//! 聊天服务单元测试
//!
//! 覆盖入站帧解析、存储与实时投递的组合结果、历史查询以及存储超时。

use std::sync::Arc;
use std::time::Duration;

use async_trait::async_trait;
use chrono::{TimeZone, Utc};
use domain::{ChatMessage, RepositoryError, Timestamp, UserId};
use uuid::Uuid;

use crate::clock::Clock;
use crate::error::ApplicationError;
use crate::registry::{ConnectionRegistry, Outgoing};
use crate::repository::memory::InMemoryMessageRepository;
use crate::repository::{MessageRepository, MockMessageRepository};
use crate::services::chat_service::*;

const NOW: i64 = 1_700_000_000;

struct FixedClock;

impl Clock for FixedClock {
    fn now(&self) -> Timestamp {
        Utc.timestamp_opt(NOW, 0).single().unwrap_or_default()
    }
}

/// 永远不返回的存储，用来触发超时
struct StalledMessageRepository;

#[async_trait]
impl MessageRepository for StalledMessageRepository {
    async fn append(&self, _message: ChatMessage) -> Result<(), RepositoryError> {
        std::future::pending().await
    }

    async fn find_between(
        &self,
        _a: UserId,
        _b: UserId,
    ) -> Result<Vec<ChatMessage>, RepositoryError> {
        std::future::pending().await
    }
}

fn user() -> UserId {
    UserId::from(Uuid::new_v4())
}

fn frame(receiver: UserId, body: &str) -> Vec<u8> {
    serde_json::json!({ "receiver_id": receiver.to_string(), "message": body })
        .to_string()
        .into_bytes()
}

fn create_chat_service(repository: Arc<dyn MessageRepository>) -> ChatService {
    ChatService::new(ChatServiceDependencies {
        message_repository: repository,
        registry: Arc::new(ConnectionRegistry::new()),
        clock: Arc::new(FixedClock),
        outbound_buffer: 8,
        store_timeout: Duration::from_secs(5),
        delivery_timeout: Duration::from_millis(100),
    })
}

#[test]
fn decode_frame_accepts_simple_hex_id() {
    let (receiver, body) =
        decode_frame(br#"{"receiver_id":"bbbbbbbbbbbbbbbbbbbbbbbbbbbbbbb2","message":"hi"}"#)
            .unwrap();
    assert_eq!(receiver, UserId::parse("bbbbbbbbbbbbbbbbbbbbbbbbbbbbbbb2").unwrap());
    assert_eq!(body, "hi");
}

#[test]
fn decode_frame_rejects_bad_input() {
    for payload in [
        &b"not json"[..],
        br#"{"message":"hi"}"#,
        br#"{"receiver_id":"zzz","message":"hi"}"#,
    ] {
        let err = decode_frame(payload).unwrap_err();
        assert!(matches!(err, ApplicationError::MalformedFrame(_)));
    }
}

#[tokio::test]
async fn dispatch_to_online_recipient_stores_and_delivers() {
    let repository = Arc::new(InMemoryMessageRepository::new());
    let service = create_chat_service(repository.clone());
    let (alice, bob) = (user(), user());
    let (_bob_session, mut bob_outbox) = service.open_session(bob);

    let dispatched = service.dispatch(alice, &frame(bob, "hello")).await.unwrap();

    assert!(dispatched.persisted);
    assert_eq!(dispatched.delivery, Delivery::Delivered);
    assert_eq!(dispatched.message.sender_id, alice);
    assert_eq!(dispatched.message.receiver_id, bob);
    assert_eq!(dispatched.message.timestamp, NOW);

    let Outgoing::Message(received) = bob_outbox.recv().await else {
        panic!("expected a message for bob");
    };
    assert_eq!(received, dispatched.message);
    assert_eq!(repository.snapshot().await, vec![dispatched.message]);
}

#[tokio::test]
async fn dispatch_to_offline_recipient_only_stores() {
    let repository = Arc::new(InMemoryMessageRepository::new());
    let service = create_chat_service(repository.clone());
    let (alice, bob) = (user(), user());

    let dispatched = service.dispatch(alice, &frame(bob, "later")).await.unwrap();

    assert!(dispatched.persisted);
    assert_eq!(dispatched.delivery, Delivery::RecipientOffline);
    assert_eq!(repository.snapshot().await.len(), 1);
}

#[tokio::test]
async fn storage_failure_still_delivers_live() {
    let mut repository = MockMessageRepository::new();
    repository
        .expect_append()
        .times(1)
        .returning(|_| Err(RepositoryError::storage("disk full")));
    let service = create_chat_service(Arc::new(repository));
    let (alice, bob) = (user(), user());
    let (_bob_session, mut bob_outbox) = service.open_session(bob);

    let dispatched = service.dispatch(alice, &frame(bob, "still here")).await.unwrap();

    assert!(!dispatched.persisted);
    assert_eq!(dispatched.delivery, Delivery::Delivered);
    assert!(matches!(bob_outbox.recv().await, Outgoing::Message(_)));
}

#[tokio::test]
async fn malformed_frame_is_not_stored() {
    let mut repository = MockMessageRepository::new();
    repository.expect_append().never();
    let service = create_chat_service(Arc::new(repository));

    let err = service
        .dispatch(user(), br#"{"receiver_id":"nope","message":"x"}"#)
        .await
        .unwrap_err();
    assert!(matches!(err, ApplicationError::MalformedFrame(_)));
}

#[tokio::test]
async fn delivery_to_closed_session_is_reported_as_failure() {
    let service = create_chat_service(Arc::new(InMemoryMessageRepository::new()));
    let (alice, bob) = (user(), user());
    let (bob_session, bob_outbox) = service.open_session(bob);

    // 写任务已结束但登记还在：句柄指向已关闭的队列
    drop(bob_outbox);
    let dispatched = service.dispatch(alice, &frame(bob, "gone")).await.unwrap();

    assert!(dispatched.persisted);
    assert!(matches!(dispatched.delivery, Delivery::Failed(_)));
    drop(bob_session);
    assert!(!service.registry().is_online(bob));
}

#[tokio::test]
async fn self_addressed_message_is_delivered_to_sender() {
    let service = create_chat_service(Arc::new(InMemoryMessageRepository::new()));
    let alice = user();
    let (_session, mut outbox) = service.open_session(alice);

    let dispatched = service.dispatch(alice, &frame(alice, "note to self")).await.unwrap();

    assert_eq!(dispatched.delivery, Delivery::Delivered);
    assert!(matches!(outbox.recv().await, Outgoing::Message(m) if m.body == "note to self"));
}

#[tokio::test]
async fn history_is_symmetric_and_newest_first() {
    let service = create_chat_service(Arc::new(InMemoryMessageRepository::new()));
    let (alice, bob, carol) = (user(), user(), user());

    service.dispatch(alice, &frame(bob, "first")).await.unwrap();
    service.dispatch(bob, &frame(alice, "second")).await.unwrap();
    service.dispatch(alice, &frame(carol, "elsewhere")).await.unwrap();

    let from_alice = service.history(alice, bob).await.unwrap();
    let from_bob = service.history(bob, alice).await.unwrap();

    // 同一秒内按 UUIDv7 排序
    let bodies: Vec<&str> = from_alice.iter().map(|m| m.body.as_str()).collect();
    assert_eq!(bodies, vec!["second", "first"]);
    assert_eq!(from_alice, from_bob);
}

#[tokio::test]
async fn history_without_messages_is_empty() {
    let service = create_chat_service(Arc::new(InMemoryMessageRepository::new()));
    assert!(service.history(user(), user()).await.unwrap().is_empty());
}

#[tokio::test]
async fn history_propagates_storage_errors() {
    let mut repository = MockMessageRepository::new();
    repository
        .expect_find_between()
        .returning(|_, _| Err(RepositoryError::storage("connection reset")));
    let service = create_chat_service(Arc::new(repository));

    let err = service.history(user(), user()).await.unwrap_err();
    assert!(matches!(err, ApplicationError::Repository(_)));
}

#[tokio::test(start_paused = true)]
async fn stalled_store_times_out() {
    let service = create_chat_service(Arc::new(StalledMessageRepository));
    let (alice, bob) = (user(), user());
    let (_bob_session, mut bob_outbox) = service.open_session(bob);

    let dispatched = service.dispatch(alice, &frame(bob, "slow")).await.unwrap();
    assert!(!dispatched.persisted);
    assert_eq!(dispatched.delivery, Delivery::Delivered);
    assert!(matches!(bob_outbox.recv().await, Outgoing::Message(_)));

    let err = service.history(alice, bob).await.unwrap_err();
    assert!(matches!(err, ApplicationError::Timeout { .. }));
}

---

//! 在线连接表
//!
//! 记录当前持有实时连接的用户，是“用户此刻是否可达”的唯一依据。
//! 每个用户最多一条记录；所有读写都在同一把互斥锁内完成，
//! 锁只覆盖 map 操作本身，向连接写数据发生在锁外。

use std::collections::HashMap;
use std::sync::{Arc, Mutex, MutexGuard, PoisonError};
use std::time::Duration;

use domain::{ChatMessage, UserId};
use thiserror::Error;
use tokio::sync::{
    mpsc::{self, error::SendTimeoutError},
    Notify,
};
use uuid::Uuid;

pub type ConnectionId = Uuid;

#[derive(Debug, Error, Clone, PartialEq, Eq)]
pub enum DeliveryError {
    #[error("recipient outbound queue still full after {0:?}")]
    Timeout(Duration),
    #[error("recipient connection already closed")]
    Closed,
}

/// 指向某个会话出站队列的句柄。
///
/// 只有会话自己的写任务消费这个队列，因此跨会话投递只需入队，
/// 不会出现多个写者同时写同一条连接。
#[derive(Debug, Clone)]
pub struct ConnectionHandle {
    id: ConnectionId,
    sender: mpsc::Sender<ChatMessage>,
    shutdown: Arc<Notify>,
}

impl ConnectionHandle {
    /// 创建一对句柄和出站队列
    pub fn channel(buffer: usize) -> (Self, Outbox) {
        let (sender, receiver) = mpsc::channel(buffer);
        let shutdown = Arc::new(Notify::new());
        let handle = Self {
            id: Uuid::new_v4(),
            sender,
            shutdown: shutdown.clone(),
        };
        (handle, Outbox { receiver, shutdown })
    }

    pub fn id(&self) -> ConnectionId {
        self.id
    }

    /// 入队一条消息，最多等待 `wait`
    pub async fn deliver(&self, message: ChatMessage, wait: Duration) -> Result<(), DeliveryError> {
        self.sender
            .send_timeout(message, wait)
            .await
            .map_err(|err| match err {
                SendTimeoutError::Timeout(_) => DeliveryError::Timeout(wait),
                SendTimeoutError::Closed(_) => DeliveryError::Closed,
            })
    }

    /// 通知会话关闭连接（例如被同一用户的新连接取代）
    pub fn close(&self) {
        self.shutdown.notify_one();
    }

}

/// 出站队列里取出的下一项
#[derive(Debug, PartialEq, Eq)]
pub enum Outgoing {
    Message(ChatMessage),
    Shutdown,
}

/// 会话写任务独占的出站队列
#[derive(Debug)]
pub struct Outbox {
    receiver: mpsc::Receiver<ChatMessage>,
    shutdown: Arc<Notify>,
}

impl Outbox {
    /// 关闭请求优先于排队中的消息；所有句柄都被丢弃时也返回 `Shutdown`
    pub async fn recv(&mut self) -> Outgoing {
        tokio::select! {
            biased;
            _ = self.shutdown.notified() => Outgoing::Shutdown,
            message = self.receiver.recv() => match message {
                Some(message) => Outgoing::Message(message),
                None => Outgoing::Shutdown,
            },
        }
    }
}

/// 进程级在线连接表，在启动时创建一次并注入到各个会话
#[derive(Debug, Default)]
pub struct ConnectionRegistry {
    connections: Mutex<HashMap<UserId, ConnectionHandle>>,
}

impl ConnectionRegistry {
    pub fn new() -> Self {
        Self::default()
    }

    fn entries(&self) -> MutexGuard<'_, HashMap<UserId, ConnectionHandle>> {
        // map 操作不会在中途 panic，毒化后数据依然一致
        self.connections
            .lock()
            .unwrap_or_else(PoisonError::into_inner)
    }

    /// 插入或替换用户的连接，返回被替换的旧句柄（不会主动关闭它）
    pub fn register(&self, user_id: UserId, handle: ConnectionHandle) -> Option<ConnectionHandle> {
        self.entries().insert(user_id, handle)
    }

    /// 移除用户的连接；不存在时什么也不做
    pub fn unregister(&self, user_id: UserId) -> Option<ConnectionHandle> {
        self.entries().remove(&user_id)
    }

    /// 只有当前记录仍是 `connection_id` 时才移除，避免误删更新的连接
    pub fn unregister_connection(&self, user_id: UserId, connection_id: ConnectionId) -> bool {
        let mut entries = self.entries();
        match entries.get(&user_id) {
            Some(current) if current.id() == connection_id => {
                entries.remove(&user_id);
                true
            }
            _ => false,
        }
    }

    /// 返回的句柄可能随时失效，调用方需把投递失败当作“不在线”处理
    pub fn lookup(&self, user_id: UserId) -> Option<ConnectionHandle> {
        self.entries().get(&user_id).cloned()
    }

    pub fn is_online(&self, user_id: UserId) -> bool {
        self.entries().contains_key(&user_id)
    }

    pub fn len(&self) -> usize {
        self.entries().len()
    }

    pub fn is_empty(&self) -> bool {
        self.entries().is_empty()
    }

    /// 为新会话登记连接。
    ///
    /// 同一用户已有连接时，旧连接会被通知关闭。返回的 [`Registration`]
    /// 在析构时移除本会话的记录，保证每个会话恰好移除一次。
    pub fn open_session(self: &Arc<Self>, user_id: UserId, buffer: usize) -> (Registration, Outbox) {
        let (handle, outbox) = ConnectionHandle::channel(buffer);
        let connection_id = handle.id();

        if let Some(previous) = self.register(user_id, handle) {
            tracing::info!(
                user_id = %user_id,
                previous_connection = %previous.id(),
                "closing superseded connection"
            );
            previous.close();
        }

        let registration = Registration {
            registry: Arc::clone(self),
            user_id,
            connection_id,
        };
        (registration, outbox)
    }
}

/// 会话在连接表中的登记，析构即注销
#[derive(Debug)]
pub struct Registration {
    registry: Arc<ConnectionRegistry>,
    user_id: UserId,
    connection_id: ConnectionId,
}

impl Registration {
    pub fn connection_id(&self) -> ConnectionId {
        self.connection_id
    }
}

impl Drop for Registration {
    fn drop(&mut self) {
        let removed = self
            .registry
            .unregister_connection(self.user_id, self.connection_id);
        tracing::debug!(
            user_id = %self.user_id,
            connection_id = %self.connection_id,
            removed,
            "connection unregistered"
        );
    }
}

◆ **WHAT THE EXERCISE ASKS**
Respond with the count of lines in the material above that contain the word "previous", and add nothing to it.

◆ **RESULT OF THE TASK**
3